Teachers seemed to care more about what males thought on any given topic and would let them ramble on; they would cut females off.
I graduated from high school in 1972 and saw nothing like that.
If a female was called on in classes I was in, the teacher would help the female out, but let the male figure out the problem on his own (as though the female was too inept to go it alone).
Wait a second. I thought all the nurturing and collaborative stuff that females do was good. Also, see my note above about the majority of teachers being females. Stop blaming us guys for stuff you women do.
In math classes particularly, if a female got the wrong answers when called on, the teachers would permit -and not silence- the males who would giggle at her wrong answer, call her “stupid” in front the of entire class, etc. Guys usually didn’t try to humiliate other guys who got the wrong answer, not in my experience, but they’d try to embarrass the females.
In math that’s called an anecdote.
I took honors math through high school, with two female teachers and one male teacher. The classes were not quite 50/50 but weren’t overwhelmingly male. Nobody got snickered at or called stupid.
It made all females in class reluctant to speak up and participate in class.
Learn a lesson from a strong woman. Golda Meir said that you’re only intimidated when you let people intimidate you.
Girls then learn to keep their opinions and thoughts to themselves and not take risks and chances in life, which totally damages them as they go into their 20s and beyond.
Right, because men haven’t been getting bashed for the last 40 years by harridans like Sandra Fluke and Nancy Pelosi. I’m sorry but I don’t have a single female relative who can keep her opinions to herself.
Girls were given the shaft in public schools for decades,
When, the ’40s, the ’50s? My older sister had outstanding opportunities in public high school in the ’60s and my female classmates had the same opportunities that I had in the ’70s. There were almost as many highly ranked girls in my high school class as boys. That disparity is probably due to the fact that there are more brilliant men than brilliant women (and more profoundly retarded men than women as well), not discriminatory behavior that confounded girls. The head of the math department in my high school was a woman and she taught the calculus class (though Mr. Powers, my algebra trig teacher, was probably a bit smarter).
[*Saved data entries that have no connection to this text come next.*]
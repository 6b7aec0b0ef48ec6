use std::ops::{Index, IndexMut};

/// Storage for the furthest reaching points, addressed by diagonal.
///
/// The array covers the closed range `min..=max` of diagonals and is
/// allocated once up front.  Diagonals may be negative; internally the
/// index is shifted by `min` into a zero based buffer.
///
/// Indexing a diagonal outside of the allocated range panics.
#[derive(Debug, Clone)]
pub struct FpArray<T> {
    min: isize,
    values: Vec<T>,
}

impl<T: Clone> FpArray<T> {
    /// Allocates an array for the diagonals `min..=max`, each set to `init`.
    pub fn new(min: isize, max: isize, init: T) -> FpArray<T> {
        let len = if max >= min { (max - min + 1) as usize } else { 0 };
        FpArray {
            min,
            values: vec![init; len],
        }
    }
}

impl<T> FpArray<T> {
    /// The lowest addressable diagonal.
    pub fn min(&self) -> isize {
        self.min
    }

    /// The highest addressable diagonal.
    pub fn max(&self) -> isize {
        self.min + self.values.len() as isize - 1
    }

    #[inline(always)]
    fn offset(&self, k: isize) -> usize {
        debug_assert!(
            k >= self.min && k <= self.max(),
            "diagonal {} outside of {}..={}",
            k,
            self.min,
            self.max()
        );
        (k - self.min) as usize
    }
}

impl<T> Index<isize> for FpArray<T> {
    type Output = T;

    #[inline(always)]
    fn index(&self, k: isize) -> &T {
        &self.values[self.offset(k)]
    }
}

impl<T> IndexMut<isize> for FpArray<T> {
    #[inline(always)]
    fn index_mut(&mut self, k: isize) -> &mut T {
        let offset = self.offset(k);
        &mut self.values[offset]
    }
}

#[test]
fn test_negative_diagonals() {
    let mut fp = FpArray::new(-3, 4, -1isize);
    assert_eq!(fp.min(), -3);
    assert_eq!(fp.max(), 4);
    assert!((-3..=4).all(|k| fp[k] == -1));
    fp[-3] = 7;
    fp[4] = 9;
    fp[0] = 2;
    assert_eq!(fp[-3], 7);
    assert_eq!(fp[4], 9);
    assert_eq!(fp[0], 2);
    assert_eq!(fp[-2], -1);
}

#[test]
#[should_panic]
fn test_out_of_range() {
    let fp = FpArray::new(-1, 1, 0isize);
    let _ = fp[2];
}
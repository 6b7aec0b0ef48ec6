use npdiff::algorithms::{onp, Capture, DiffOp, Instance, SnakeTrace};
use rand::rngs::StdRng;
use rand::{Rng, SeedableRng};

fn reference_lcs(a: &[u8], b: &[u8]) -> usize {
    let mut table = vec![vec![0usize; b.len() + 1]; a.len() + 1];
    for i in 0..a.len() {
        for j in 0..b.len() {
            table[i + 1][j + 1] = if a[i] == b[j] {
                table[i][j] + 1
            } else {
                table[i][j + 1].max(table[i + 1][j])
            };
        }
    }
    table[a.len()][b.len()]
}

fn script(a: &[u8], b: &[u8]) -> Vec<DiffOp> {
    let mut d = Capture::new();
    onp::diff_slices(&mut d, a, b).unwrap();
    d.into_ops()
}

fn check_pair(a: &[u8], b: &[u8]) {
    let d = onp::edit_distance(a, b);
    let lcs = reference_lcs(a, b);

    assert_eq!(d, a.len() + b.len() - 2 * lcs, "{:?} {:?}", a, b);
    assert_eq!(d, onp::edit_distance(b, a), "{:?} {:?}", a, b);
    assert!(d >= (a.len() as isize - b.len() as isize).unsigned_abs());
    assert!(d <= a.len() + b.len());
    assert_eq!(onp::lcs_len(a, b), lcs);

    let ops = script(a, b);
    let mut old = Vec::new();
    let mut new = Vec::new();
    let mut matched = 0;
    let mut last_equal: Option<(usize, usize)> = None;
    for op in &ops {
        match *op {
            DiffOp::Equal {
                old_index,
                new_index,
                len,
            } => {
                assert!(len > 0);
                assert_eq!(&a[old_index..old_index + len], &b[new_index..new_index + len]);
                if let Some((old_end, new_end)) = last_equal {
                    assert!(old_index >= old_end && new_index >= new_end);
                }
                last_equal = Some((old_index + len, new_index + len));
                matched += len;
                old.extend_from_slice(&a[old_index..old_index + len]);
                new.extend_from_slice(&b[new_index..new_index + len]);
            }
            DiffOp::Delete {
                old_index, old_len, ..
            } => {
                assert!(old_len > 0);
                old.extend_from_slice(&a[old_index..old_index + old_len]);
            }
            DiffOp::Insert {
                new_index, new_len, ..
            } => {
                assert!(new_len > 0);
                new.extend_from_slice(&b[new_index..new_index + new_len]);
            }
            DiffOp::Replace { .. } => panic!("plain scripts never replace"),
        }
    }
    assert_eq!(old, a);
    assert_eq!(new, b);
    assert_eq!(matched, (a.len() + b.len() - d) / 2);

    // every diagonal of the band is computed once per iteration
    let mut trace = SnakeTrace::new(a, b);
    onp::calculate(&mut trace).unwrap();
    assert_eq!(trace.d(), d);
    let (delta, p) = (trace.delta() as usize, trace.p() as usize);
    let expected_calls = (0..=p).map(|p| delta + 2 * p + 1).sum::<usize>();
    assert_eq!(trace.snakes().len(), expected_calls);
}

fn all_strings(alphabet: &[u8], max_len: usize) -> Vec<Vec<u8>> {
    let mut rv = vec![vec![]];
    let mut start = 0;
    for _ in 0..max_len {
        let end = rv.len();
        for idx in start..end {
            for &c in alphabet {
                let mut s = rv[idx].clone();
                s.push(c);
                rv.push(s);
            }
        }
        start = end;
    }
    rv
}

#[test]
fn test_exhaustive_small() {
    let strings = all_strings(b"abc", 4);
    for a in &strings {
        for b in &strings {
            check_pair(a, b);
        }
    }
}

#[test]
fn test_identity() {
    for a in all_strings(b"ab", 6) {
        assert_eq!(onp::edit_distance(&a, &a), 0);
        let ops = script(&a, &a);
        if a.is_empty() {
            assert!(ops.is_empty());
        } else {
            assert_eq!(
                ops,
                vec![DiffOp::Equal {
                    old_index: 0,
                    new_index: 0,
                    len: a.len()
                }]
            );
        }
    }
}

#[test]
fn test_random_pairs() {
    let mut rng = StdRng::seed_from_u64(0x6f6e70);
    for _ in 0..300 {
        let alphabet = rng.gen_range(1..=6u8);
        let a = (0..rng.gen_range(0..=60))
            .map(|_| b'a' + rng.gen_range(0..alphabet))
            .collect::<Vec<_>>();
        let b = (0..rng.gen_range(0..=60))
            .map(|_| b'a' + rng.gen_range(0..alphabet))
            .collect::<Vec<_>>();
        check_pair(&a, &b);
    }
}

#[test]
fn test_deterministic() {
    let mut rng = StdRng::seed_from_u64(7);
    for _ in 0..50 {
        let a = (0..rng.gen_range(0..=40))
            .map(|_| rng.gen_range(b'a'..=b'd'))
            .collect::<Vec<_>>();
        let b = (0..rng.gen_range(0..=40))
            .map(|_| rng.gen_range(b'a'..=b'd'))
            .collect::<Vec<_>>();
        assert_eq!(script(&a, &b), script(&a, &b));

        let mut first = SnakeTrace::new(&a, &b);
        let mut second = SnakeTrace::new(&a, &b);
        onp::calculate(&mut first).unwrap();
        onp::calculate(&mut second).unwrap();
        assert_eq!(first.snakes(), second.snakes());
    }
}

#[test]
fn test_scenarios() {
    assert_eq!(onp::edit_distance(b"ABCABBA", b"CBABAC"), 5);
    assert_eq!(onp::lcs_len(b"ABCABBA", b"CBABAC"), 4);

    assert_eq!(onp::edit_distance(b"", b"anything"), 8);
    assert_eq!(
        script(b"", b"anything"),
        vec![DiffOp::Insert {
            old_index: 0,
            new_index: 0,
            new_len: 8
        }]
    );

    let equals = script(b"AB", b"BA")
        .into_iter()
        .filter(|op| matches!(op, DiffOp::Equal { .. }))
        .count();
    assert_eq!(onp::edit_distance(b"AB", b"BA"), 2);
    assert_eq!(equals, 1);
}

#[test]
fn test_large_similar_inputs() {
    let mut rng = StdRng::seed_from_u64(99);
    let a = (0..5000)
        .map(|_| rng.gen_range(b'a'..=b'z'))
        .collect::<Vec<_>>();
    let mut b = a.clone();
    for _ in 0..10 {
        let idx = rng.gen_range(0..b.len());
        b.remove(idx);
    }
    b.extend_from_slice(b"tail");
    assert!(onp::edit_distance(&a, &b) <= 14);
    assert_eq!(onp::edit_distance(&a, &b), onp::edit_distance(&b, &a));
}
which is why I can’t sit and be completely sympathetic to all the hand-wringing I see on threads like these about how males are supposedly being shortchanged in schools these days.
Not supposedly. The college entrance stats don’t lie.
Girls have been shortchanged in education for years.
Keep playing the victim. Meanwhile law and medical schools are at least 50% female, veterinary schools are 80% female, and on many college campuses 60% of the undergrads are female.
Frankly I’m glad that so many women take contraceptives. They’d be toxic to their sons and they’d turn their daughters into good little misandrists.
rokemronnie on March 7, 2012 at 3:54 AM
This means that you went to a very strange school.
This is a baseless statement. Just because this happened in your strange school doesn’t mean that it happens elsewhere. There are other schools that are the exact opposite of yours.
Wow, just wow.
blink on March 7, 2012 at 9:28 AM
You’re assuming that they don’t, and your assumption is incorrect
Regardless of what makes them care – they care. The pressure from society and Hollywood and teen males wouldn’t cause them to care if they weren’t physiologically predisposed to care.
blink on March 7, 2012 at 9:29 AM
Brilliant, but TigerPaw will not understand why this is important.
blink on March 7, 2012 at 9:31 AM
Appreciate your comments. As a mother of a son and a daughter, it is easy to see how “maleness” gets disparaged without reproach in too many ways. You touch on those well. I say “hooray” for men. Real Men. Makes me want to be a Real Woman!
Save your “worry” for something that merits it. TK knows what she’s doing more than you know. Out of the 1000 posts I’m guessing she’s written at HA since joining us, there’s bound to be some for everyone. If a post doesn’t interest you, go on to the next.